> _YOUR TASK_
For every line in the records that has the word "claims", make a copy.

(Saved entries)
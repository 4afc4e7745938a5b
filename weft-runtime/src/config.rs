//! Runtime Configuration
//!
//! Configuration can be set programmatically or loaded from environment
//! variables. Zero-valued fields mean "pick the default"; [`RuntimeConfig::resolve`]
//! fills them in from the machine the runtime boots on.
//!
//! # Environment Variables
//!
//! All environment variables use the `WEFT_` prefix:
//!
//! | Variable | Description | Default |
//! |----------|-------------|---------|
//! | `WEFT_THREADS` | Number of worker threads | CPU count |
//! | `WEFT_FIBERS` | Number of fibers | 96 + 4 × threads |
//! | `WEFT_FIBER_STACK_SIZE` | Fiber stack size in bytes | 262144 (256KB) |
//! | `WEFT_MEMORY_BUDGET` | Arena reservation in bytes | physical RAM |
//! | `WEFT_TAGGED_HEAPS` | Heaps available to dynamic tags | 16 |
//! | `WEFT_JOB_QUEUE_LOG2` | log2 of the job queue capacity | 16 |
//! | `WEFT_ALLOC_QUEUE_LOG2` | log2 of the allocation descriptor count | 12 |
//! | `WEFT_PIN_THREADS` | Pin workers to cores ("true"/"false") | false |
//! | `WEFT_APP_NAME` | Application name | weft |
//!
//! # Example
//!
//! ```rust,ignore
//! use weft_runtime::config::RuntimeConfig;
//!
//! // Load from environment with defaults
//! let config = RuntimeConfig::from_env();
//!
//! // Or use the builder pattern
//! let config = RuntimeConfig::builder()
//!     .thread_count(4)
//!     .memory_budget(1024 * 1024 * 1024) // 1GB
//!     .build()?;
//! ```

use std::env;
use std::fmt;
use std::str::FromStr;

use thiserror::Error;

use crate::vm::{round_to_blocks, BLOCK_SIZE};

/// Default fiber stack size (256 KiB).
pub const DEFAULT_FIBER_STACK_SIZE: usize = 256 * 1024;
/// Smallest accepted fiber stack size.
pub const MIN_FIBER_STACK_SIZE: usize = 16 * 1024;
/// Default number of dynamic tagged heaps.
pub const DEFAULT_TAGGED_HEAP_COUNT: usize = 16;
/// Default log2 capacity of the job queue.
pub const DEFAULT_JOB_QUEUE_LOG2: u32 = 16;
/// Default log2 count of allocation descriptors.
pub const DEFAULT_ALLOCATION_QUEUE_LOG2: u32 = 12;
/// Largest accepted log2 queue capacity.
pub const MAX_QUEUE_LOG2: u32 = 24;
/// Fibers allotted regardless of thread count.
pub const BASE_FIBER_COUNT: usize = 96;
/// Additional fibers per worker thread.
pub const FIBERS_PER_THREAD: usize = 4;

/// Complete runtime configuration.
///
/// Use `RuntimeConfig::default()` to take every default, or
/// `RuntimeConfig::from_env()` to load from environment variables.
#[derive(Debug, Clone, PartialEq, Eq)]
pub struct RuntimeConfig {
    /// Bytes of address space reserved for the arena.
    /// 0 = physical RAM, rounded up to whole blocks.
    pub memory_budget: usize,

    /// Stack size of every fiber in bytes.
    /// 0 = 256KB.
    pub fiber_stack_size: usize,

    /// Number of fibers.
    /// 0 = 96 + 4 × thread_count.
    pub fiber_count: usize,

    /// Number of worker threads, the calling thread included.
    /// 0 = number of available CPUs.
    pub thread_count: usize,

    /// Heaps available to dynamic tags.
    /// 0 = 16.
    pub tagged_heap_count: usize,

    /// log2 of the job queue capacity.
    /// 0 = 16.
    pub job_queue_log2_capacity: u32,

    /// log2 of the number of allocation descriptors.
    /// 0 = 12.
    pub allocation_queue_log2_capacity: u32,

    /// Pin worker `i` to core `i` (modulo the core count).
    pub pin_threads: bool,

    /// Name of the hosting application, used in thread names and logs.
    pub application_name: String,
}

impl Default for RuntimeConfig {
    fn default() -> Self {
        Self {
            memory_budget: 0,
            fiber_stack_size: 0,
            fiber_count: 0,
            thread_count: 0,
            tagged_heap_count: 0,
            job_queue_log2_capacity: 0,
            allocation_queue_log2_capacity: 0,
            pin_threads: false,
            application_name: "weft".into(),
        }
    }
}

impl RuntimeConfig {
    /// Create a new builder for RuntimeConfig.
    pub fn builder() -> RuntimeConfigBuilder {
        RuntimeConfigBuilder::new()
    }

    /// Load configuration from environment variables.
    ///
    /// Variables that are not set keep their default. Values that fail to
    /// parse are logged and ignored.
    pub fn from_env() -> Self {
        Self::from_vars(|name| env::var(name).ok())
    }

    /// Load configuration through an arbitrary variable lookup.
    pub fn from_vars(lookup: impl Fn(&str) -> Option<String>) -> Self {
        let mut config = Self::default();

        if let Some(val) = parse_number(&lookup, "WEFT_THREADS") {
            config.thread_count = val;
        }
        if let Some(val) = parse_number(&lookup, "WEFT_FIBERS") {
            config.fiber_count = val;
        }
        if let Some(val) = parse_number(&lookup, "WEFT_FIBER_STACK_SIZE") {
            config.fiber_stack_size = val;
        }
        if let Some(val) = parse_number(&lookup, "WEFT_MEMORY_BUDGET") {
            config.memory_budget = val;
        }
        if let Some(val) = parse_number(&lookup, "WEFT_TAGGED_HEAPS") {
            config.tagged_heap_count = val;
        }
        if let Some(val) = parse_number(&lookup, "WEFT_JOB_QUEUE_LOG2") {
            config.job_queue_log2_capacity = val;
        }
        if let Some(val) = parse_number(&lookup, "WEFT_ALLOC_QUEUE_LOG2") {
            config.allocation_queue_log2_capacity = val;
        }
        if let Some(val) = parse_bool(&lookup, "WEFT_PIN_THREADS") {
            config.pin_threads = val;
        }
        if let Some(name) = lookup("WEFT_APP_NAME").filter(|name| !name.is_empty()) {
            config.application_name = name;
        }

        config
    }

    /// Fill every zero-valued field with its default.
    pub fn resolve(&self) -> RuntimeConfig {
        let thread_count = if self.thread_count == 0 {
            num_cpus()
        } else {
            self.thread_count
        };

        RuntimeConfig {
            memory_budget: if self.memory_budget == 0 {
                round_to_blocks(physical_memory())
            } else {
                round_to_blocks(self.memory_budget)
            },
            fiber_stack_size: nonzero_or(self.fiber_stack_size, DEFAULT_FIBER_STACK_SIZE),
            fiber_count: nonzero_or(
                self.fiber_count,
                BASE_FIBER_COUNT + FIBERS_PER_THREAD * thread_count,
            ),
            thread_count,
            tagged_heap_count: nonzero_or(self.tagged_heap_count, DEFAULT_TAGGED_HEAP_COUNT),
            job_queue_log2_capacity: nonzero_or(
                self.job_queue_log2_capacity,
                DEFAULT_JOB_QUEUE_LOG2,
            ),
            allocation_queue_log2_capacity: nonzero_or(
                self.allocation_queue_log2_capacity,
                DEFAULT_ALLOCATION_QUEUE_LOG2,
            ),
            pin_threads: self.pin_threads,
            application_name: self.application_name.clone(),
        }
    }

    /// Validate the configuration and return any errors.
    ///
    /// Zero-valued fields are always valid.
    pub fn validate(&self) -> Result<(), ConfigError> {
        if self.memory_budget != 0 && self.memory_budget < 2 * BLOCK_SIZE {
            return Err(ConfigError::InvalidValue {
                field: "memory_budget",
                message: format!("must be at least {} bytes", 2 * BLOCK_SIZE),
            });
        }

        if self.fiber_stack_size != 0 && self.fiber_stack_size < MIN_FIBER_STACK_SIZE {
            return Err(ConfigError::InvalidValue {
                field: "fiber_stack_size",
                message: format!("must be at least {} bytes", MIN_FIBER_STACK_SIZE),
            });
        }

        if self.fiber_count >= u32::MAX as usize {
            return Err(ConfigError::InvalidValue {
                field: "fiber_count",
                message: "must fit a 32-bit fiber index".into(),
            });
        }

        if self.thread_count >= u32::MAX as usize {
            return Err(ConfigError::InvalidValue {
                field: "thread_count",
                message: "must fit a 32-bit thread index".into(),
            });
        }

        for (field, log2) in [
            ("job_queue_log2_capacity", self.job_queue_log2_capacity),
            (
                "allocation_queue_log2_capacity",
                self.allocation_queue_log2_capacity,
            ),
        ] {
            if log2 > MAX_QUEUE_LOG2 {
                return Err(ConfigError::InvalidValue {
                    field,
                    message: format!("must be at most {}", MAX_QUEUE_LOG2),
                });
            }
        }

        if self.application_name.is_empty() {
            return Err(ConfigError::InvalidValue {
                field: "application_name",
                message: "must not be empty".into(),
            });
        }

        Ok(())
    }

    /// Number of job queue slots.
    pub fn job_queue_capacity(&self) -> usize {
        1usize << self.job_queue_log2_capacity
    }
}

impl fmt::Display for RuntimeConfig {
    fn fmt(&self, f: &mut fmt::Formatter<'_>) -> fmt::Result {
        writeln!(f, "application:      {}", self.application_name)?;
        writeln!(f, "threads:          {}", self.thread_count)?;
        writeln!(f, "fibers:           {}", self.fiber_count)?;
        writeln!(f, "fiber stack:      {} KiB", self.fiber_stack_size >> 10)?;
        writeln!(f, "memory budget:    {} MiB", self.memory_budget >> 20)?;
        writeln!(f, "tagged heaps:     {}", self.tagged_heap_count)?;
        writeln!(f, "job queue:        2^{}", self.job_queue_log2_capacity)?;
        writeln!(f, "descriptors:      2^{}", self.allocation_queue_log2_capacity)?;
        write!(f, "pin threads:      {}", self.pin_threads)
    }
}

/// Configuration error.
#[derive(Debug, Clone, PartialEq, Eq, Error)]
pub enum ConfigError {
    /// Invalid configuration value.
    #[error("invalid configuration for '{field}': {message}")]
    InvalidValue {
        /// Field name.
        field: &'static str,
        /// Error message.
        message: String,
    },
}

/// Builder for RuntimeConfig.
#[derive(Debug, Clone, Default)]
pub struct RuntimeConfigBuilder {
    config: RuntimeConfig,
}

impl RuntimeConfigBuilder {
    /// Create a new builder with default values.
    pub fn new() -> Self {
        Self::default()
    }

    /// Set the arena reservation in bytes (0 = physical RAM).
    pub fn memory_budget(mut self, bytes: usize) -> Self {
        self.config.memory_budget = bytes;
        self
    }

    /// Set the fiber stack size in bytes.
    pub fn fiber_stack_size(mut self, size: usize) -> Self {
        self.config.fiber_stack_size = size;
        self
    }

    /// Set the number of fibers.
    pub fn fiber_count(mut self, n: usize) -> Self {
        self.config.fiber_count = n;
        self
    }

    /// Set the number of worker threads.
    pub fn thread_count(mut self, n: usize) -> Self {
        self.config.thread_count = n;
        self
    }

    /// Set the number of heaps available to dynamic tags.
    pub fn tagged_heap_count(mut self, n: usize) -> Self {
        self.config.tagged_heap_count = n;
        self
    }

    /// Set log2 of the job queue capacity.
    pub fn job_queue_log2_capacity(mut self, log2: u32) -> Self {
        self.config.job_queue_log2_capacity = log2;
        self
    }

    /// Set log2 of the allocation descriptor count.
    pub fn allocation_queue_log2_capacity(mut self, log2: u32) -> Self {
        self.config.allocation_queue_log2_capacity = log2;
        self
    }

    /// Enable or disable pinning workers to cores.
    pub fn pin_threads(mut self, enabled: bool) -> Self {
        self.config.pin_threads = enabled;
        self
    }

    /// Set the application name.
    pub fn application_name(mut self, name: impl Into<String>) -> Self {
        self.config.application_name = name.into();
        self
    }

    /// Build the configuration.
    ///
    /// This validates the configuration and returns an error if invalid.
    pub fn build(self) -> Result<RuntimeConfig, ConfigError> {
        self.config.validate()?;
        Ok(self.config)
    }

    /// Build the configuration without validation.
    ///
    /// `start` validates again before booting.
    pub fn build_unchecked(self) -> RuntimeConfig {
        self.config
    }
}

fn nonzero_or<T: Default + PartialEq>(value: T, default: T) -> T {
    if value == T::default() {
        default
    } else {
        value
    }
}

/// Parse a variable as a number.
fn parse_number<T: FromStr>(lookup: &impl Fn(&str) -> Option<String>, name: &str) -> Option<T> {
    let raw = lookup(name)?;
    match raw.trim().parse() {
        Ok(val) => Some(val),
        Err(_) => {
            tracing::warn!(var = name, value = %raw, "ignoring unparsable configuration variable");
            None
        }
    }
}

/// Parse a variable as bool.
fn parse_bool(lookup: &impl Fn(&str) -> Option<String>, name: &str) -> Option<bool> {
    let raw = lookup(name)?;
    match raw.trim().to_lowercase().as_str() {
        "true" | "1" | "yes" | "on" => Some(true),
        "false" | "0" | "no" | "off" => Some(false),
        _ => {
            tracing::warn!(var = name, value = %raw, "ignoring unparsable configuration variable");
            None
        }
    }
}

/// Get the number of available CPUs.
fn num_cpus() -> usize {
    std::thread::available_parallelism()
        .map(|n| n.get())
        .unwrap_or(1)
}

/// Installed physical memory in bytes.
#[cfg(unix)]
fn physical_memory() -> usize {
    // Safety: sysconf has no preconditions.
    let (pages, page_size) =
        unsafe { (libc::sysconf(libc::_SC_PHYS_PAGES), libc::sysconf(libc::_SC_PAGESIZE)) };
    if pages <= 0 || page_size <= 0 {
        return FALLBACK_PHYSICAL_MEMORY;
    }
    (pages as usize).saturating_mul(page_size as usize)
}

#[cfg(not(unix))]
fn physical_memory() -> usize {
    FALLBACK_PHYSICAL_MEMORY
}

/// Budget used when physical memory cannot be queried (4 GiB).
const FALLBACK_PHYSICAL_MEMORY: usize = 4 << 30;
---
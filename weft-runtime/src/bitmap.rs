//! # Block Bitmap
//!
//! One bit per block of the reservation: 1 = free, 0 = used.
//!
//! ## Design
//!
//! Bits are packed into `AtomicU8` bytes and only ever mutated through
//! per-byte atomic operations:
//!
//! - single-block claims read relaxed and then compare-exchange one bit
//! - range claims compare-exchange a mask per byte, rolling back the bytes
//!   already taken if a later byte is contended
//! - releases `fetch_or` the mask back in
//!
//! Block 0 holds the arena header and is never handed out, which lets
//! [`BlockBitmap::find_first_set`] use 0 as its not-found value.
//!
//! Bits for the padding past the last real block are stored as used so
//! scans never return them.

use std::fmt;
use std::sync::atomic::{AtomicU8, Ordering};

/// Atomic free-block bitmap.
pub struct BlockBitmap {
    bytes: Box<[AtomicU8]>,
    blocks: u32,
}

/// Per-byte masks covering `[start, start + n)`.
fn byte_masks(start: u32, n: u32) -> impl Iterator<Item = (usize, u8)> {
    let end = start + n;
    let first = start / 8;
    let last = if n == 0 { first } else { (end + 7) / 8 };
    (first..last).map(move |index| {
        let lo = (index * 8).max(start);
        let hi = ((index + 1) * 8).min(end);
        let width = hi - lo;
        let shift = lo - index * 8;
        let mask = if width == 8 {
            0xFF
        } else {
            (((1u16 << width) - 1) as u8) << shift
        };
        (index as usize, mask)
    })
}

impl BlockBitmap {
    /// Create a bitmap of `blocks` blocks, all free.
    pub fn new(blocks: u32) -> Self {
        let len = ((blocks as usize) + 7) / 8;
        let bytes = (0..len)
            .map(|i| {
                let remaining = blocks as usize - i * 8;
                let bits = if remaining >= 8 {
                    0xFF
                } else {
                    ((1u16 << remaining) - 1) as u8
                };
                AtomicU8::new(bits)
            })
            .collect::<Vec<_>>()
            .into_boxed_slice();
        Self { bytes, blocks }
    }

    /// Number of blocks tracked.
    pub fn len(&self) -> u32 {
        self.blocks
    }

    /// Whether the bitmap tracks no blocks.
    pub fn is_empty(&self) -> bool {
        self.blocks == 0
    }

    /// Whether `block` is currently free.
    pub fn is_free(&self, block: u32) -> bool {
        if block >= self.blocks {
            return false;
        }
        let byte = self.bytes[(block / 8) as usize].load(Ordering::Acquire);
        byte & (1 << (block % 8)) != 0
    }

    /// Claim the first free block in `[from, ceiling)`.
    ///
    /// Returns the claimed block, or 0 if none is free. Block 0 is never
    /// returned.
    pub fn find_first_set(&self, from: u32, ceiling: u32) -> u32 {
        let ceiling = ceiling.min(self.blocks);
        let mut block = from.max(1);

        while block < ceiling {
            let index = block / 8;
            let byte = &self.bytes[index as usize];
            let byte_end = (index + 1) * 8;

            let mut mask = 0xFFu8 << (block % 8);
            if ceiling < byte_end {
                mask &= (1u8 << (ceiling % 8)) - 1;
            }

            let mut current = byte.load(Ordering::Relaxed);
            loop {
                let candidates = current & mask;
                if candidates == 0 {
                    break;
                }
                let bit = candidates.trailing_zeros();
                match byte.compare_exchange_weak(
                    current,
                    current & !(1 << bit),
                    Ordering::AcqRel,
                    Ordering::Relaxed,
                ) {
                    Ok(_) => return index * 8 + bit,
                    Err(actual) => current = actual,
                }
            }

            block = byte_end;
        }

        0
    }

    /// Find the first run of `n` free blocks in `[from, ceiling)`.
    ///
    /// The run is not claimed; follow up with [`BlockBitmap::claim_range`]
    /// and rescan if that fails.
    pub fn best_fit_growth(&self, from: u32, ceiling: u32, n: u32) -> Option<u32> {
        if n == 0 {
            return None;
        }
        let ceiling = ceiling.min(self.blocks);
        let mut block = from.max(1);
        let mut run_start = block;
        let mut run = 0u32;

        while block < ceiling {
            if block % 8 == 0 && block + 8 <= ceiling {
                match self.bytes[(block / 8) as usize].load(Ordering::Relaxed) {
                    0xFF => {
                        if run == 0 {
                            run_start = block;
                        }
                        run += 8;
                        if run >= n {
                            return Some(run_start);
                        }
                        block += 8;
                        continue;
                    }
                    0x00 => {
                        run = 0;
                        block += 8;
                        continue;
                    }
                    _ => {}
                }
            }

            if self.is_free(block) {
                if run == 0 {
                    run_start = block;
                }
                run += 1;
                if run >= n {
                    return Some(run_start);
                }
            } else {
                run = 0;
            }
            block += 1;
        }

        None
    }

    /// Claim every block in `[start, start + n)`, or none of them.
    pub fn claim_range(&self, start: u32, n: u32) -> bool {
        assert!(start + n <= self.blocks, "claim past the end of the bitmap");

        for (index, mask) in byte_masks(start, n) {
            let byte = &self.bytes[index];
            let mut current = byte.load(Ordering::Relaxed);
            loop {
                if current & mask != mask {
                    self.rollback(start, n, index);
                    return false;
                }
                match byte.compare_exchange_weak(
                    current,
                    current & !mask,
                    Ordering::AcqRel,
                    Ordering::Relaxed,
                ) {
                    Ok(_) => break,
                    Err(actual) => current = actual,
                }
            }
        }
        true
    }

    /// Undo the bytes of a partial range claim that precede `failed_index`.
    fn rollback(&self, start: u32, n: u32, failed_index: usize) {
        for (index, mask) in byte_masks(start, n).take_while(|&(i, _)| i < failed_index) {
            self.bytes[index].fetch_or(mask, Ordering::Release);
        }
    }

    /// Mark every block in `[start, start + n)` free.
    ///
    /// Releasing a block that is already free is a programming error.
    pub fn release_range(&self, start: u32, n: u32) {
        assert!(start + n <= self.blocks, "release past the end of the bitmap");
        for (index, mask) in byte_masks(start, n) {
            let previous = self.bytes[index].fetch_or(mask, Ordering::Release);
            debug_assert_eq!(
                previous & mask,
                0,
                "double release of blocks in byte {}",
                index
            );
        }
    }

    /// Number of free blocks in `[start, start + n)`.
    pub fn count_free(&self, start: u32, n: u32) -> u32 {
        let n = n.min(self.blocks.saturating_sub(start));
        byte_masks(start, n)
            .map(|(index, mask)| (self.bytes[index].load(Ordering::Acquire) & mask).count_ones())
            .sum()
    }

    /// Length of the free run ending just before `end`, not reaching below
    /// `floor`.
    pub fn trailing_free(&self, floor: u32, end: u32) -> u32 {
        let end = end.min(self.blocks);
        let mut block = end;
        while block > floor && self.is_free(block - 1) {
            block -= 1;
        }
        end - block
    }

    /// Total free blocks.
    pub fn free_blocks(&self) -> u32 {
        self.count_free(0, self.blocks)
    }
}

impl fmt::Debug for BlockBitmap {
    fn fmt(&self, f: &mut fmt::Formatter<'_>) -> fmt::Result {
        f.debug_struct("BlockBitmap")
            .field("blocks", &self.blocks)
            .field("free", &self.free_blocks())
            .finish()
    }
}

> _SOLUTION TO THE EXERCISE_
//! - single-block claims read relaxed and then compare-exchange one bit
//! - range claims compare-exchange a mask per byte, rolling back the bytes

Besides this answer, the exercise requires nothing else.